The genus name is derived from the Ancient Greek words poikilos 'pied' and dryas 'dryad', and the species name hypoleuca is derived from the Ancient Greek hypoleukos, meaning 'whitish'. Sibley and Ahlquist's DNA-DNA hybridisation studies placed this group in a Corvida parvorder comprising many tropical and Australian passerines including pardalotes, fairy-wrens, honeyeaters and crows. However, subsequent molecular research (and current consensus) places the robins as a very early offshoot of the Passerida (or "advanced" songbirds) within the songbird lineage.

Measuring 13 to 15 cm, the black-sided robin has black and white plumage. The upperparts including the crown, nape, back, wings and tail are black or brownish-black, as is its eye-stripe. It has white eyebrows, throat and underparts and a white patch on the wings. The bill is black, and the eyes are dark brown, and the legs grey or pink.

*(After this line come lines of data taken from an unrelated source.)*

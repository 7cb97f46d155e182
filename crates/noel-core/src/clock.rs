//! Wall-clock source for backup timestamps.

use chrono::{Local, NaiveDateTime};

/// Supplies the local time used to name backups.
pub trait Clock {
    fn now(&self) -> NaiveDateTime;
}

/// Reads the local system clock.
#[derive(Debug, Clone, Copy, Default)]
pub struct SystemClock;

impl Clock for SystemClock {
    fn now(&self) -> NaiveDateTime {
        Local::now().naive_local()
    }
}

/// Always returns the same instant.
#[derive(Debug, Clone, Copy)]
pub struct FixedClock(pub NaiveDateTime);

impl Clock for FixedClock {
    fn now(&self) -> NaiveDateTime {
        self.0
    }
}

impl<C: Clock + ?Sized> Clock for &C {
    fn now(&self) -> NaiveDateTime {
        (**self).now()
    }
}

The black-sided robin is found across New Guinea from the Huon Peninsula west to the western limits of West Papua and West Papuan Islands, although is absent from the transfly region in the south. It inhabits predominantly lowland rainforests and swamp forests from sea level to 1200 m. Within the rainforest it is found singly or in pairs in the understory or on the ground. Shy, it is more often heard than seen. It is insectivorous, and hunts by gleaning and snatching insects from tree trunks and branches, and on the ground.